//! Directory connection and search configuration.

use crate::error::{DirectoryError, DirectoryResult};
use serde::{Deserialize, Serialize};
use std::fmt;
use std::time::Duration;

/// Attributes requested when none are configured.
pub const DEFAULT_ATTRIBUTES: &[&str] = &[
    "distinguishedName",
    "sAMAccountName",
    "givenName",
    "sn",
    "mail",
    "department",
];

/// Entries per search page when none is configured.
pub const DEFAULT_PAGE_SIZE: u32 = 500;

/// How to reach the directory and what to search for.
#[derive(Clone, Serialize, Deserialize)]
pub struct DirectoryConfig {
    pub host: String,
    pub port: u16,
    /// Connect with `ldaps://` instead of `ldap://`.
    pub use_tls: bool,
    pub bind_dn: String,
    pub bind_password: String,
    /// Base DN of the subtree search.
    pub search_base: String,
    /// LDAP filter, e.g. `(&(objectClass=user)(mail=*))`.
    pub search_filter: String,
    /// Attributes to request, in output order.
    pub attributes: Vec<String>,
    /// Entries per page for both the paged-results control and delivery pages.
    pub page_size: u32,
    /// Applies to connecting, binding and every search round trip.
    pub timeout_secs: u64,
}

impl Default for DirectoryConfig {
    fn default() -> Self {
        Self {
            host: "localhost".to_string(),
            port: 389,
            use_tls: false,
            bind_dn: String::new(),
            bind_password: String::new(),
            search_base: String::new(),
            search_filter: "(objectClass=person)".to_string(),
            attributes: DEFAULT_ATTRIBUTES.iter().map(|a| a.to_string()).collect(),
            page_size: DEFAULT_PAGE_SIZE,
            timeout_secs: 30,
        }
    }
}

impl DirectoryConfig {
    /// The server URL derived from host, port and TLS flag.
    #[must_use]
    pub fn url(&self) -> String {
        let scheme = if self.use_tls { "ldaps" } else { "ldap" };
        format!("{scheme}://{}:{}", self.host, self.port)
    }

    #[must_use]
    pub fn timeout(&self) -> Duration {
        Duration::from_secs(self.timeout_secs)
    }

    /// Checks the configuration before any connection is attempted.
    pub fn validate(&self) -> DirectoryResult<()> {
        if self.host.trim().is_empty() {
            return Err(DirectoryError::Config("host is empty".to_string()));
        }
        if self.search_base.trim().is_empty() {
            return Err(DirectoryError::Config("search base is empty".to_string()));
        }
        if self.search_filter.trim().is_empty() {
            return Err(DirectoryError::Config("search filter is empty".to_string()));
        }
        if self.attributes.is_empty() {
            return Err(DirectoryError::Config("attribute list is empty".to_string()));
        }
        for (i, name) in self.attributes.iter().enumerate() {
            if name.trim().is_empty() {
                return Err(DirectoryError::Config(format!("attribute #{i} is empty")));
            }
            if self.attributes[..i].iter().any(|n| n.eq_ignore_ascii_case(name)) {
                return Err(DirectoryError::Config(format!(
                    "attribute {name} is listed more than once"
                )));
            }
        }
        if self.page_size == 0 || i32::try_from(self.page_size).is_err() {
            return Err(DirectoryError::Config(format!(
                "page size {} is out of range",
                self.page_size
            )));
        }
        if self.timeout_secs == 0 {
            return Err(DirectoryError::Config("timeout must be positive".to_string()));
        }
        Ok(())
    }
}

impl fmt::Debug for DirectoryConfig {
    fn fmt(&self, f: &mut fmt::Formatter<'_>) -> fmt::Result {
        f.debug_struct("DirectoryConfig")
            .field("host", &self.host)
            .field("port", &self.port)
            .field("use_tls", &self.use_tls)
            .field("bind_dn", &self.bind_dn)
            .field("bind_password", &"[REDACTED]")
            .field("search_base", &self.search_base)
            .field("search_filter", &self.search_filter)
            .field("attributes", &self.attributes)
            .field("page_size", &self.page_size)
            .field("timeout_secs", &self.timeout_secs)
            .finish()
    }
}

#[cfg(test)]
mod tests {
    use super::*;

    fn valid() -> DirectoryConfig {
        DirectoryConfig {
            search_base: "dc=example,dc=com".to_string(),
            ..Default::default()
        }
    }

    #[test]
    fn url_follows_tls_flag() {
        let mut config = valid();
        assert_eq!(config.url(), "ldap://localhost:389");
        config.use_tls = true;
        config.port = 636;
        assert_eq!(config.url(), "ldaps://localhost:636");
    }

    #[test]
    fn duplicate_attributes_rejected_case_insensitively() {
        let config = DirectoryConfig {
            attributes: vec!["mail".to_string(), "Mail".to_string()],
            ..valid()
        };
        assert!(config.validate().is_err());
    }

    #[test]
    fn page_size_must_fit_the_paging_control() {
        assert!(DirectoryConfig { page_size: 0, ..valid() }.validate().is_err());
        assert!(DirectoryConfig { page_size: u32::MAX, ..valid() }.validate().is_err());
        assert!(valid().validate().is_ok());
    }

    #[test]
    fn debug_redacts_password() {
        let config = DirectoryConfig {
            bind_password: "hunter2".to_string(),
            ..valid()
        };
        let debug = format!("{config:?}");
        assert!(!debug.contains("hunter2"));
        assert!(debug.contains("[REDACTED]"));
    }
}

━━━━━━━━━━

Which lines of the data contain the word "trim"? Copy each one.

        if self.host.trim().is_empty() {
        if self.search_base.trim().is_empty() {
        if self.search_filter.trim().is_empty() {
            if name.trim().is_empty() {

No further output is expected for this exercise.